◆ **Action item**: The entries are given below. Output each one unchanged.
Supplied data section start
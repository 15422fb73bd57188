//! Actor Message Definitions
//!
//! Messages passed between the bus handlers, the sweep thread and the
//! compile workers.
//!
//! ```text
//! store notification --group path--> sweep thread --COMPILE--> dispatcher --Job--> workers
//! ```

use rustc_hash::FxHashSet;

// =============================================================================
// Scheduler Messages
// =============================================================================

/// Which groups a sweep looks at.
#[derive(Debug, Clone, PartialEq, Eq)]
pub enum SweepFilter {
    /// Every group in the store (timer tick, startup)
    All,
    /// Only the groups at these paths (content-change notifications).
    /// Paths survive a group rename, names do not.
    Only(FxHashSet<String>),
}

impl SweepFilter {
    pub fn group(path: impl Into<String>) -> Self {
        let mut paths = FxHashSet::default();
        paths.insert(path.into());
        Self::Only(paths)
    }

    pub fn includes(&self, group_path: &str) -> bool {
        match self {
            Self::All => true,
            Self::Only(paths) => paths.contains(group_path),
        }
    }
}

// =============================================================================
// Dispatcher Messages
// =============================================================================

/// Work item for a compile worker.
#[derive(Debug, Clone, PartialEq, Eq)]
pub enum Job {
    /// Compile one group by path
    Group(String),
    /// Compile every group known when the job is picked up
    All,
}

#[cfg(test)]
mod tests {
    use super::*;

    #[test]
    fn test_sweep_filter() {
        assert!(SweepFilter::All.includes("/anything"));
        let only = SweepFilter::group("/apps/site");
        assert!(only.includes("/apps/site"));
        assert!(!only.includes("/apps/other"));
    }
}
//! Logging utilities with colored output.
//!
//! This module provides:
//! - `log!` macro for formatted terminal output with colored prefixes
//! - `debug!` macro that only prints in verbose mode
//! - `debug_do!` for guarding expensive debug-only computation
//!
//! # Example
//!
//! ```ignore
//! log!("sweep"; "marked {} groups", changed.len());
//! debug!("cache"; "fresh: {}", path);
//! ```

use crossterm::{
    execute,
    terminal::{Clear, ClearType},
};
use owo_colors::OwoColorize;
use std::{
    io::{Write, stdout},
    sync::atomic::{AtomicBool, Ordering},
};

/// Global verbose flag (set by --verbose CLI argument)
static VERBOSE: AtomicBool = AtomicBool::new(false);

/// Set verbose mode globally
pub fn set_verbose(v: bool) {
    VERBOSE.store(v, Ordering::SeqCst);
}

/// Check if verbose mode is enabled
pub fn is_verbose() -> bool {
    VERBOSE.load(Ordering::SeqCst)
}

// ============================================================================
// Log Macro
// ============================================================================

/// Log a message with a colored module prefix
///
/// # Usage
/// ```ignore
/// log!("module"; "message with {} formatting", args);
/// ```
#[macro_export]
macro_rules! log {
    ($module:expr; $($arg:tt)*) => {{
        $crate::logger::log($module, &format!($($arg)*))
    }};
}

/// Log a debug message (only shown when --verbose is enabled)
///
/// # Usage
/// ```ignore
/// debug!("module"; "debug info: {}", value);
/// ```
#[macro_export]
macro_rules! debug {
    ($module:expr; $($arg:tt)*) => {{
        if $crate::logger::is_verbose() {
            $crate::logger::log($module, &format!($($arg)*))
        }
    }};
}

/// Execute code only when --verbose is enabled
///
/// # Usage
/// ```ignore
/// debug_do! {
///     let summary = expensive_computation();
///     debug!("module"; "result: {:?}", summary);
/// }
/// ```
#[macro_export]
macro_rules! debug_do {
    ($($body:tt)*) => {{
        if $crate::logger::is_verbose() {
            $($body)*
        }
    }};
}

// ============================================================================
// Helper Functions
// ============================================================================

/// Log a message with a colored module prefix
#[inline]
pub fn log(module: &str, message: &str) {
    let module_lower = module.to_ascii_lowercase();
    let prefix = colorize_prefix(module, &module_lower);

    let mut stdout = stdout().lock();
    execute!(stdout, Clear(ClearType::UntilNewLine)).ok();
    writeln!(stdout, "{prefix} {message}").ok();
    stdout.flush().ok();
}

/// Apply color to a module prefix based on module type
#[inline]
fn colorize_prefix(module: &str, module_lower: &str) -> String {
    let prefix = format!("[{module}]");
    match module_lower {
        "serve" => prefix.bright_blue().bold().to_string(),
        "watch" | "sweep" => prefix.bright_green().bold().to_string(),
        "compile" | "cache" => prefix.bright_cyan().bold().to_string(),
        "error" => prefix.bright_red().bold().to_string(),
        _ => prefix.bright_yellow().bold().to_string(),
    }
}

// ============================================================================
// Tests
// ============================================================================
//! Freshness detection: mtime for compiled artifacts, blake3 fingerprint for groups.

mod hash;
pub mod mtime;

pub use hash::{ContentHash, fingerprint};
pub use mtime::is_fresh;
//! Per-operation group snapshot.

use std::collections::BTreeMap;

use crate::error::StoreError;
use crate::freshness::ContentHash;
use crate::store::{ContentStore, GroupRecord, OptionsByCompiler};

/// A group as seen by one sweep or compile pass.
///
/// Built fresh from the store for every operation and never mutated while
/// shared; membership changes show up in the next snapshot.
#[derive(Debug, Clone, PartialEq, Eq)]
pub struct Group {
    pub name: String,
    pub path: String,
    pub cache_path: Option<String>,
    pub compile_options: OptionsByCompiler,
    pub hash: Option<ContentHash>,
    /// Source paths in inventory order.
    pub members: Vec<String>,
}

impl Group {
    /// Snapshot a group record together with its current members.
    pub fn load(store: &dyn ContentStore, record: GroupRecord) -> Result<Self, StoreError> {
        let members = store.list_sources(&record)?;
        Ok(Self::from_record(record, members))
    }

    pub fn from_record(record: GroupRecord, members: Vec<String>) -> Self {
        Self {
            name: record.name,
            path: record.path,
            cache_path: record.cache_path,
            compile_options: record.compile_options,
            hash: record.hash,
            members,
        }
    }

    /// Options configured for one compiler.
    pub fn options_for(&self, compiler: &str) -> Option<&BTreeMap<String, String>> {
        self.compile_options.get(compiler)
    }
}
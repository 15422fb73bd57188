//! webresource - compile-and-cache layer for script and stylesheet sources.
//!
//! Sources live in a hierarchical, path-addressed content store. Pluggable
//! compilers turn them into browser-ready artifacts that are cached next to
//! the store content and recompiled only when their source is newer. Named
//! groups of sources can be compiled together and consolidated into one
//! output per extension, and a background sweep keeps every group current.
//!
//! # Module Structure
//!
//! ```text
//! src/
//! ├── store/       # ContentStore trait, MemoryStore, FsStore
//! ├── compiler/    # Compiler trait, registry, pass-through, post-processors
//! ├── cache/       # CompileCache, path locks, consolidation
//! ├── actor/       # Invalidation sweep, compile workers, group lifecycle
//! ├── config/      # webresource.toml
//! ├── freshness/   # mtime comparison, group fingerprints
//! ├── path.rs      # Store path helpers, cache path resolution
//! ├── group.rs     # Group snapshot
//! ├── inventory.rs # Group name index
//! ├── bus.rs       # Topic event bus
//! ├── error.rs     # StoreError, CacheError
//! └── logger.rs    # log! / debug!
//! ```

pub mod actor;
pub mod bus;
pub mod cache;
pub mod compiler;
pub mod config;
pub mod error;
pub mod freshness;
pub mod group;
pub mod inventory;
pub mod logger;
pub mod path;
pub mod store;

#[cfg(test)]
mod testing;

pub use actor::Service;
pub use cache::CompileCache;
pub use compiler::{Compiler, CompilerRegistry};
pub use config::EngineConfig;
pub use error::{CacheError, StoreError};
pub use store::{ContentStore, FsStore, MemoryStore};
Supplied data section end
◆ **Written solution**:
repository 15422fb73bd57188
//! Actor Message Definitions
//!
//! Messages passed between the bus handlers, the sweep thread and the
//! compile workers.
//!
//! ```text
//! store notification --group path--> sweep thread --COMPILE--> dispatcher --Job--> workers
//! ```

use rustc_hash::FxHashSet;

// =============================================================================
// Scheduler Messages
// =============================================================================

/// Which groups a sweep looks at.
#[derive(Debug, Clone, PartialEq, Eq)]
pub enum SweepFilter {
    /// Every group in the store (timer tick, startup)
    All,
    /// Only the groups at these paths (content-change notifications).
    /// Paths survive a group rename, names do not.
    Only(FxHashSet<String>),
}

impl SweepFilter {
    pub fn group(path: impl Into<String>) -> Self {
        let mut paths = FxHashSet::default();
        paths.insert(path.into());
        Self::Only(paths)
    }

    pub fn includes(&self, group_path: &str) -> bool {
        match self {
            Self::All => true,
            Self::Only(paths) => paths.contains(group_path),
        }
    }
}

// =============================================================================
// Dispatcher Messages
// =============================================================================

/// Work item for a compile worker.
#[derive(Debug, Clone, PartialEq, Eq)]
pub enum Job {
    /// Compile one group by path
    Group(String),
    /// Compile every group known when the job is picked up
    All,
}

#[cfg(test)]
mod tests {
    use super::*;

    #[test]
    fn test_sweep_filter() {
        assert!(SweepFilter::All.includes("/anything"));
        let only = SweepFilter::group("/apps/site");
        assert!(only.includes("/apps/site"));
        assert!(!only.includes("/apps/other"));
    }
}
//! Logging utilities with colored output.
//!
//! This module provides:
//! - `log!` macro for formatted terminal output with colored prefixes
//! - `debug!` macro that only prints in verbose mode
//! - `debug_do!` for guarding expensive debug-only computation
//!
//! # Example
//!
//! ```ignore
//! log!("sweep"; "marked {} groups", changed.len());
//! debug!("cache"; "fresh: {}", path);
//! ```

use crossterm::{
    execute,
    terminal::{Clear, ClearType},
};
use owo_colors::OwoColorize;
use std::{
    io::{Write, stdout},
    sync::atomic::{AtomicBool, Ordering},
};

/// Global verbose flag (set by --verbose CLI argument)
static VERBOSE: AtomicBool = AtomicBool::new(false);

/// Set verbose mode globally
pub fn set_verbose(v: bool) {
    VERBOSE.store(v, Ordering::SeqCst);
}

/// Check if verbose mode is enabled
pub fn is_verbose() -> bool {
    VERBOSE.load(Ordering::SeqCst)
}

// ============================================================================
// Log Macro
// ============================================================================

/// Log a message with a colored module prefix
///
/// # Usage
/// ```ignore
/// log!("module"; "message with {} formatting", args);
/// ```
#[macro_export]
macro_rules! log {
    ($module:expr; $($arg:tt)*) => {{
        $crate::logger::log($module, &format!($($arg)*))
    }};
}

/// Log a debug message (only shown when --verbose is enabled)
///
/// # Usage
/// ```ignore
/// debug!("module"; "debug info: {}", value);
/// ```
#[macro_export]
macro_rules! debug {
    ($module:expr; $($arg:tt)*) => {{
        if $crate::logger::is_verbose() {
            $crate::logger::log($module, &format!($($arg)*))
        }
    }};
}

/// Execute code only when --verbose is enabled
///
/// # Usage
/// ```ignore
/// debug_do! {
///     let summary = expensive_computation();
///     debug!("module"; "result: {:?}", summary);
/// }
/// ```
#[macro_export]
macro_rules! debug_do {
    ($($body:tt)*) => {{
        if $crate::logger::is_verbose() {
            $($body)*
        }
    }};
}

// ============================================================================
// Helper Functions
// ============================================================================

/// Log a message with a colored module prefix
#[inline]
pub fn log(module: &str, message: &str) {
    let module_lower = module.to_ascii_lowercase();
    let prefix = colorize_prefix(module, &module_lower);

    let mut stdout = stdout().lock();
    execute!(stdout, Clear(ClearType::UntilNewLine)).ok();
    writeln!(stdout, "{prefix} {message}").ok();
    stdout.flush().ok();
}

/// Apply color to a module prefix based on module type
#[inline]
fn colorize_prefix(module: &str, module_lower: &str) -> String {
    let prefix = format!("[{module}]");
    match module_lower {
        "serve" => prefix.bright_blue().bold().to_string(),
        "watch" | "sweep" => prefix.bright_green().bold().to_string(),
        "compile" | "cache" => prefix.bright_cyan().bold().to_string(),
        "error" => prefix.bright_red().bold().to_string(),
        _ => prefix.bright_yellow().bold().to_string(),
    }
}

// ============================================================================
// Tests
// ============================================================================
//! Freshness detection: mtime for compiled artifacts, blake3 fingerprint for groups.

mod hash;
pub mod mtime;

pub use hash::{ContentHash, fingerprint};
pub use mtime::is_fresh;
//! Per-operation group snapshot.

use std::collections::BTreeMap;

use crate::error::StoreError;
use crate::freshness::ContentHash;
use crate::store::{ContentStore, GroupRecord, OptionsByCompiler};

/// A group as seen by one sweep or compile pass.
///
/// Built fresh from the store for every operation and never mutated while
/// shared; membership changes show up in the next snapshot.
#[derive(Debug, Clone, PartialEq, Eq)]
pub struct Group {
    pub name: String,
    pub path: String,
    pub cache_path: Option<String>,
    pub compile_options: OptionsByCompiler,
    pub hash: Option<ContentHash>,
    /// Source paths in inventory order.
    pub members: Vec<String>,
}

impl Group {
    /// Snapshot a group record together with its current members.
    pub fn load(store: &dyn ContentStore, record: GroupRecord) -> Result<Self, StoreError> {
        let members = store.list_sources(&record)?;
        Ok(Self::from_record(record, members))
    }

    pub fn from_record(record: GroupRecord, members: Vec<String>) -> Self {
        Self {
            name: record.name,
            path: record.path,
            cache_path: record.cache_path,
            compile_options: record.compile_options,
            hash: record.hash,
            members,
        }
    }

    /// Options configured for one compiler.
    pub fn options_for(&self, compiler: &str) -> Option<&BTreeMap<String, String>> {
        self.compile_options.get(compiler)
    }
}
repository 15422fb73bd57188
//! webresource - compile-and-cache layer for script and stylesheet sources.
//!
//! Sources live in a hierarchical, path-addressed content store. Pluggable
//! compilers turn them into browser-ready artifacts that are cached next to
//! the store content and recompiled only when their source is newer. Named
//! groups of sources can be compiled together and consolidated into one
//! output per extension, and a background sweep keeps every group current.
//!
//! # Module Structure
//!
//! ```text
//! src/
//! ├── store/       # ContentStore trait, MemoryStore, FsStore
//! ├── compiler/    # Compiler trait, registry, pass-through, post-processors
//! ├── cache/       # CompileCache, path locks, consolidation
//! ├── actor/       # Invalidation sweep, compile workers, group lifecycle
//! ├── config/      # webresource.toml
//! ├── freshness/   # mtime comparison, group fingerprints
//! ├── path.rs      # Store path helpers, cache path resolution
//! ├── group.rs     # Group snapshot
//! ├── inventory.rs # Group name index
//! ├── bus.rs       # Topic event bus
//! ├── error.rs     # StoreError, CacheError
//! └── logger.rs    # log! / debug!
//! ```

pub mod actor;
pub mod bus;
pub mod cache;
pub mod compiler;
pub mod config;
pub mod error;
pub mod freshness;
pub mod group;
pub mod inventory;
pub mod logger;
pub mod path;
pub mod store;

#[cfg(test)]
mod testing;

pub use actor::Service;
pub use cache::CompileCache;
pub use compiler::{Compiler, CompilerRegistry};
pub use config::EngineConfig;
pub use error::{CacheError, StoreError};
pub use store::{ContentStore, FsStore, MemoryStore};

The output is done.